# Omoto Chief 7000CTM



## AbuMike (Sep 3, 2007)

Mentioned this reel back in my Chief 5000CSM thread and some had interest in it. I have the reel in hand as well as the the Akios 757CTM. I'm not going to do a full review here because haters are going to hate, for what reason I don't know. 

The reel is way lighter with aluminium sides instead of brass and for now does have a SS pinion gear (this is being changed). Other than that no difference accept the 7000CTM is $130 and the 757CTM is $170-$190...

If you want to know more just shoot me a PM and I will give you my cell#.


----------



## Garboman (Jul 22, 2010)

AbuMike said:


> Mentioned this reel back in my Chief 5000CSM thread and some had interest in it. I have the reel in hand as well as the the Akios 757CTM. I'm not going to do a full review here because haters are going to hate, for what reason I don't know.
> 
> The reel is way lighter with aluminium sides instead of brass and for now does have a SS pinion gear (this is being changed). Other than that no difference accept the 7000CTM is $130 and the 757CTM is $170-$190...
> 
> If you want to know more just shoot me a PM and I will give you my cell#.


Can you please take this reel apart so that the Haters can complain about the inferior parts and inferior workmanship coming from the same factory floor?

Also if these reels suck as bad as the other thread inferred, please send this junked up SS pinion gear reel to me (Everyone worth a salt knows that SS is no good)

And is it not Patent Infringement to use the term 7000CT?

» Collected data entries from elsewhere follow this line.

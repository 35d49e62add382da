//! Inertia wire protocol.
//!
//! # Data Flow
//! ```text
//! Request headers
//!     → headers.rs (X-Inertia, version, partial reload keys, reset, Referer)
//!     → page pipeline / middleware decisions
//!
//! Response
//!     ← headers.rs (X-Inertia, X-Inertia-Location, Vary, Content-Type)
//!     ← redirect.rs (302 → 303 downgrade policy)
//! ```

pub mod headers;
pub mod redirect;

pub use headers::{
    X_INERTIA, X_INERTIA_LOCATION, X_INERTIA_PARTIAL_COMPONENT, X_INERTIA_PARTIAL_DATA,
    X_INERTIA_PARTIAL_EXCEPT, X_INERTIA_RESET, X_INERTIA_VERSION,
};
pub use redirect::SeeOtherMethods;
//! Protocol header codec.
//!
//! # Responsibilities
//! - Detect protocol requests (`X-Inertia`)
//! - Read partial reload and reset key lists
//! - Mark responses as protocol JSON, HTML, or hard location changes
//!
//! # Design Decisions
//! - Key lists are comma separated; blanks and surrounding spaces are dropped
//! - Absent headers read as empty, never as errors

use std::collections::HashSet;

use axum::http::header::{self, HeaderMap, HeaderName, HeaderValue};
use axum::http::StatusCode;

pub const X_INERTIA: HeaderName = HeaderName::from_static("x-inertia");
pub const X_INERTIA_LOCATION: HeaderName = HeaderName::from_static("x-inertia-location");
pub const X_INERTIA_VERSION: HeaderName = HeaderName::from_static("x-inertia-version");
pub const X_INERTIA_PARTIAL_DATA: HeaderName = HeaderName::from_static("x-inertia-partial-data");
pub const X_INERTIA_PARTIAL_EXCEPT: HeaderName =
    HeaderName::from_static("x-inertia-partial-except");
pub const X_INERTIA_PARTIAL_COMPONENT: HeaderName =
    HeaderName::from_static("x-inertia-partial-component");
pub const X_INERTIA_RESET: HeaderName = HeaderName::from_static("x-inertia-reset");

const VARY_VALUE: &str = "X-Inertia";

fn header_str<'a>(headers: &'a HeaderMap, name: &HeaderName) -> Option<&'a str> {
    headers.get(name).and_then(|v| v.to_str().ok())
}

fn key_set(headers: &HeaderMap, name: &HeaderName) -> HashSet<String> {
    header_str(headers, name)
        .map(|raw| {
            raw.split(',')
                .map(str::trim)
                .filter(|key| !key.is_empty())
                .map(str::to_string)
                .collect()
        })
        .unwrap_or_default()
}

/// Returns true if the request was made by the Inertia client.
pub fn is_inertia_request(headers: &HeaderMap) -> bool {
    headers.get(&X_INERTIA).is_some_and(|v| !v.is_empty())
}

/// Asset version the client currently holds. Empty when absent.
pub fn version(headers: &HeaderMap) -> &str {
    header_str(headers, &X_INERTIA_VERSION).unwrap_or_default()
}

/// Component the partial reload targets, if any.
pub fn partial_component(headers: &HeaderMap) -> Option<&str> {
    header_str(headers, &X_INERTIA_PARTIAL_COMPONENT)
}

/// Keys requested through `X-Inertia-Partial-Data`.
pub fn partial_only(headers: &HeaderMap) -> HashSet<String> {
    key_set(headers, &X_INERTIA_PARTIAL_DATA)
}

/// Keys excluded through `X-Inertia-Partial-Except`.
pub fn partial_except(headers: &HeaderMap) -> HashSet<String> {
    key_set(headers, &X_INERTIA_PARTIAL_EXCEPT)
}

/// Keys the client asked not to merge for this request.
pub fn reset_keys(headers: &HeaderMap) -> HashSet<String> {
    key_set(headers, &X_INERTIA_RESET)
}

pub fn referer(headers: &HeaderMap) -> Option<&str> {
    header_str(headers, &header::REFERER).filter(|r| !r.is_empty())
}

/// Marks a response as a protocol JSON response.
pub fn set_inertia(headers: &mut HeaderMap) {
    headers.insert(X_INERTIA, HeaderValue::from_static("true"));
}

/// Adds `X-Inertia` to `Vary`, keeping any value another layer already set.
pub fn set_vary(headers: &mut HeaderMap) {
    let already = headers
        .get_all(header::VARY)
        .iter()
        .filter_map(|v| v.to_str().ok())
        .flat_map(|v| v.split(','))
        .any(|v| v.trim().eq_ignore_ascii_case(VARY_VALUE));

    if !already {
        headers.append(header::VARY, HeaderValue::from_static(VARY_VALUE));
    }
}

/// Returns true for a hard location change (409 + `X-Inertia-Location`).
pub fn is_location_change(status: StatusCode, headers: &HeaderMap) -> bool {
    status == StatusCode::CONFLICT && headers.contains_key(&X_INERTIA_LOCATION)
}

pub fn set_json_content_type(headers: &mut HeaderMap) {
    headers.insert(header::CONTENT_TYPE, HeaderValue::from_static("application/json"));
}

pub fn set_html_content_type(headers: &mut HeaderMap) {
    headers.insert(
        header::CONTENT_TYPE,
        HeaderValue::from_static("text/html; charset=utf-8"),
    );
}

Where is the Sovereign State of Sweden in all of this why are they not protecting their factory workers?

Garbo
In a Van down by the River
Somewhere in the Meadowlands (Under that Bridge that Christie shut down)
North New Jersey


----------



## jlentz (Sep 11, 2005)

Mike, do you know if the spool from that will work in an Abu 7500CT? I need two spools for Abu 7500CT reels and see that Mikes reel repair sells replacement spool and gear sets for Abu 7000's that list the gear Ratio as 5.5:1, same as the Omoto. It looks to me like Mikes Reel Repair is listing the Omoto parts as replacement parts for the now unavailable Abu parts. Let me know if it will work and if I can get parts through you.

John


----------



## AbuMike (Sep 3, 2007)

jlentz said:


> Mike, do you know if the spool from that will work in an Abu 7500CT? I need two spools for Abu 7500CT reels and see that Mikes reel repair sells replacement spool and gear sets for Abu 7000's that list the gear Ratio as 5.5:1, same as the Omoto. It looks to me like Mikes Reel Repair is listing the Omoto parts as replacement parts for the now unavailable Abu parts. Let me know if it will work and if I can get parts through you.
> 
> John


These will replace the Abu 7000. The 7500 is a bit wider I think..


----------



## jlentz (Sep 11, 2005)

I believe that it is just a different diameter on the axle where it goes through the pinion gear. I think the 7000 has a thicker axle under the pinion than the 7500 does. I have some 7000 spools that I will put in a lathe and turn down the axle to see if it works.

John


----------



## joemullet (Dec 20, 2005)

for the price you listed its great, I like the 7000 size myself


----------



## AbuMike (Sep 3, 2007)

joemullet said:


> for the price you listed its great, I like the 7000 size myself


So do I. Holds just over 300yds of 20 and not too big to cast well..


----------



## dlpetrey (Oct 30, 2013)

Very nice. Garbo good to hear from you. Been a while.


----------



## NC KingFisher (Nov 20, 2011)

Whats the big deal with a SS pinion? Its used in alot of big reels........


----------



## Garboman (Jul 22, 2010)

NC KingFisher said:


> Whats the big deal with a SS pinion? Its used in alot of big reels........


Its a Hater thing

Most folks probably are scared to fully break down their reels anyway, and if they did they would realize there is something called grease that coats the gears no matter what they are made of

Garbo recommends Cal's Grease which is specially formulated for drag washers, it does not gum up under extreme pressure like a Flattosaurus or large type Squalus can apply to a 7000 size Drum reel

If the couch experts want to disagree, then they should take the time like Mike to take and upload photos and write the narrative

I did go out and practice last weekend with 3 heavers

My thumb was having problems with slippage, but I still would have out cast 99.9% of the humans on this earth using 8 ounces and a conventional reel

I am sure the problem with the slippage was due to having the spool spindle spinning on a bushing instead of a ball bearing


----------



## NC KingFisher (Nov 20, 2011)

Yeah i grease all my reels up, i might have to get one of these


----------



## AbuMike (Sep 3, 2007)

Ok lets dispatch the SS pinion thing once and for all. The pinion is not SS and junk as was so diligently described. 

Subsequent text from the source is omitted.